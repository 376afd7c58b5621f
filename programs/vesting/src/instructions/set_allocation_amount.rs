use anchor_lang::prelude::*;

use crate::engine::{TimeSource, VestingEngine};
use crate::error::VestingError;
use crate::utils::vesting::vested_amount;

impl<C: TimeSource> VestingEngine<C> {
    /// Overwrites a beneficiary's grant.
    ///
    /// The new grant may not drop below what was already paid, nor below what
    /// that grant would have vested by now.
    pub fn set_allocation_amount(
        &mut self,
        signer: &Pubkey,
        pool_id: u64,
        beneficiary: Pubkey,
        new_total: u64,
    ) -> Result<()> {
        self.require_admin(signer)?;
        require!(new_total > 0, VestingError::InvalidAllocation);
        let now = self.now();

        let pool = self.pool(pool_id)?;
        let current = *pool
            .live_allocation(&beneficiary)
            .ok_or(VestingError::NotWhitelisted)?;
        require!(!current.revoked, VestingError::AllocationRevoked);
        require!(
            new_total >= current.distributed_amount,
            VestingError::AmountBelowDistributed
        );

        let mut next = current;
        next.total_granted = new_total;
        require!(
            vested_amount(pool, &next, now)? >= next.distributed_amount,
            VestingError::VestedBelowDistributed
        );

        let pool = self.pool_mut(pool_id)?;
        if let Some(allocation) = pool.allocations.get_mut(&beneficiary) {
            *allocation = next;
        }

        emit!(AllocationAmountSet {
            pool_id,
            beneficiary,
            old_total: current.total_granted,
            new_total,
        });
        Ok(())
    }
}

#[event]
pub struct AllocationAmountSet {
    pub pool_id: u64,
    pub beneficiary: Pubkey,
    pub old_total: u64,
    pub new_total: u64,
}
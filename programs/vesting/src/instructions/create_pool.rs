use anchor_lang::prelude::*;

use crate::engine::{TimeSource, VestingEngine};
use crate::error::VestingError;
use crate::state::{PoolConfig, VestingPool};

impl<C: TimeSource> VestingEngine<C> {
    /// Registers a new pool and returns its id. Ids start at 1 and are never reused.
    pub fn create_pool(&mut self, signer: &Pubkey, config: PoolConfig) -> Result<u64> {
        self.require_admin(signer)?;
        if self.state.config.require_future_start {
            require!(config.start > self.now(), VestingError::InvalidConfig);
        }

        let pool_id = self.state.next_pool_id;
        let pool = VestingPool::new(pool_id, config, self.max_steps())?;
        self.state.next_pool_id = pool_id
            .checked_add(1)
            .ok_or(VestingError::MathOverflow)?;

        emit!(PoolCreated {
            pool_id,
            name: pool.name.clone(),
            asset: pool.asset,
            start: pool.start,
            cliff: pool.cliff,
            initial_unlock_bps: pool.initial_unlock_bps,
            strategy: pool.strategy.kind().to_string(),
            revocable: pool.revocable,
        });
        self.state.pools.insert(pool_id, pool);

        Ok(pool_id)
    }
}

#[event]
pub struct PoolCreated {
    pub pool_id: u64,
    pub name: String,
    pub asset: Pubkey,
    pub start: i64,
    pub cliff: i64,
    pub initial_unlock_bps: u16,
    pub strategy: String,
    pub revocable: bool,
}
* * *
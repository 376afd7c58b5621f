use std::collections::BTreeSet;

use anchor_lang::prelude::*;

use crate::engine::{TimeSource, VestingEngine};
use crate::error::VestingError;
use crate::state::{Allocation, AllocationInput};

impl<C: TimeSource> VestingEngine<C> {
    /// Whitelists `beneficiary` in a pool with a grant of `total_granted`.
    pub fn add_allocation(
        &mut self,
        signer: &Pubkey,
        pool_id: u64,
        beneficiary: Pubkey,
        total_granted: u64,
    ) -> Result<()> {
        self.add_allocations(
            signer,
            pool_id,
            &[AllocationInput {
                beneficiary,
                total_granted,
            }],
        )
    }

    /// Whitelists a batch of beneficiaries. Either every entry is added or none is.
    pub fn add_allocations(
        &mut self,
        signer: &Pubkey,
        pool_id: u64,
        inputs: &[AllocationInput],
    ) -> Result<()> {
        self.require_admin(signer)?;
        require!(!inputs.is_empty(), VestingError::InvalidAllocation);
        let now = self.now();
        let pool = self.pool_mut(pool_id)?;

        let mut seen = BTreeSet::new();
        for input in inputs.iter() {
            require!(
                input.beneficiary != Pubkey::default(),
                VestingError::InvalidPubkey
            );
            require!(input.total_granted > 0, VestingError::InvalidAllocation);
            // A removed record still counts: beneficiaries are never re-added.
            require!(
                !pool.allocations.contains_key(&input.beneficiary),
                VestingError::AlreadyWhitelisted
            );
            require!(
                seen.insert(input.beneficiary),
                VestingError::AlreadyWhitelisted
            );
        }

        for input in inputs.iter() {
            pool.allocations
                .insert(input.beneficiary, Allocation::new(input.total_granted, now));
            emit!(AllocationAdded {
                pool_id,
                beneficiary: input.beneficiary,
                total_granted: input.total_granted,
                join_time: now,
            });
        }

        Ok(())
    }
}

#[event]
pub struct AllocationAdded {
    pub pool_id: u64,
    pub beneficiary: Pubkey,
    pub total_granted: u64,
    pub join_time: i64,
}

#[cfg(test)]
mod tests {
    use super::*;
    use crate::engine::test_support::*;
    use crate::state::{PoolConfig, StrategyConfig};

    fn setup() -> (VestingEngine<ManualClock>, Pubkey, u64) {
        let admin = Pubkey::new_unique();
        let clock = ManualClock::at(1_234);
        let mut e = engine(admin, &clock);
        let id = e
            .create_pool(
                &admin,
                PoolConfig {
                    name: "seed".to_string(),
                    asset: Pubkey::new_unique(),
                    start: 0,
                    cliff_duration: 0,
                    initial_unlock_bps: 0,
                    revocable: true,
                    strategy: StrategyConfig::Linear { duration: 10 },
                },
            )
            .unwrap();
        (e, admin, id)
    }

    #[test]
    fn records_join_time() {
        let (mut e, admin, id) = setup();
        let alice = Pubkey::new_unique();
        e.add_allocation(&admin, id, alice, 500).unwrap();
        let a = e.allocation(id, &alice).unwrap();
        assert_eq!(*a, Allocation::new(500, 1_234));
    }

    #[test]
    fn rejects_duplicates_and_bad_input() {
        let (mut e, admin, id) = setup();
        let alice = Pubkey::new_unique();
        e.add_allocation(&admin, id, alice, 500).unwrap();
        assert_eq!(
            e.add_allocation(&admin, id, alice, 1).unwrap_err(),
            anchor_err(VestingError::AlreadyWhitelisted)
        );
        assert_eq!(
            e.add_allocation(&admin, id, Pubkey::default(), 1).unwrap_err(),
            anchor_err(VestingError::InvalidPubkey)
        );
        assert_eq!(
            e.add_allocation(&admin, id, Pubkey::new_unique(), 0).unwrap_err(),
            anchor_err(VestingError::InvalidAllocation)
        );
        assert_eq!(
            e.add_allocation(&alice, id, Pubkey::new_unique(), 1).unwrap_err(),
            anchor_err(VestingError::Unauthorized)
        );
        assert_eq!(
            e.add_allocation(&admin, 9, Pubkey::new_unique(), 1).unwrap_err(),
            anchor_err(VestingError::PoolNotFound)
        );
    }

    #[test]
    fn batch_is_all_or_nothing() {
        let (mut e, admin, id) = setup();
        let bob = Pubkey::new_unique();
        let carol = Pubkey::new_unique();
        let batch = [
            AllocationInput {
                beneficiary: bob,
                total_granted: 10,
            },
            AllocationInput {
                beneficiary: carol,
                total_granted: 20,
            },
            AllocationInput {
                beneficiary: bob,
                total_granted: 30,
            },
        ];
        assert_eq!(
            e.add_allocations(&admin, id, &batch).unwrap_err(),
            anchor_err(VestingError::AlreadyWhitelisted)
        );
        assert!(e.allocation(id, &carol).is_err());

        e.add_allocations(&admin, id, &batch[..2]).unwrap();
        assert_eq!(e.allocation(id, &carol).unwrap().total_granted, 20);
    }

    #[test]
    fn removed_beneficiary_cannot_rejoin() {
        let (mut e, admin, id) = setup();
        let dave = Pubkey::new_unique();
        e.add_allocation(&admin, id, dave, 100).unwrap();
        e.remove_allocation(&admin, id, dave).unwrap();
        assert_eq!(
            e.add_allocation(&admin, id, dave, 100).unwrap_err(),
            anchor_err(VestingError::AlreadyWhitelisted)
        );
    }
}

GOAL OF THE EXERCISE =>
Reading down the material above, count how many lines contain the word "InvalidAllocation". Respond with the number by itself.

YOUR SOLUTION =>
4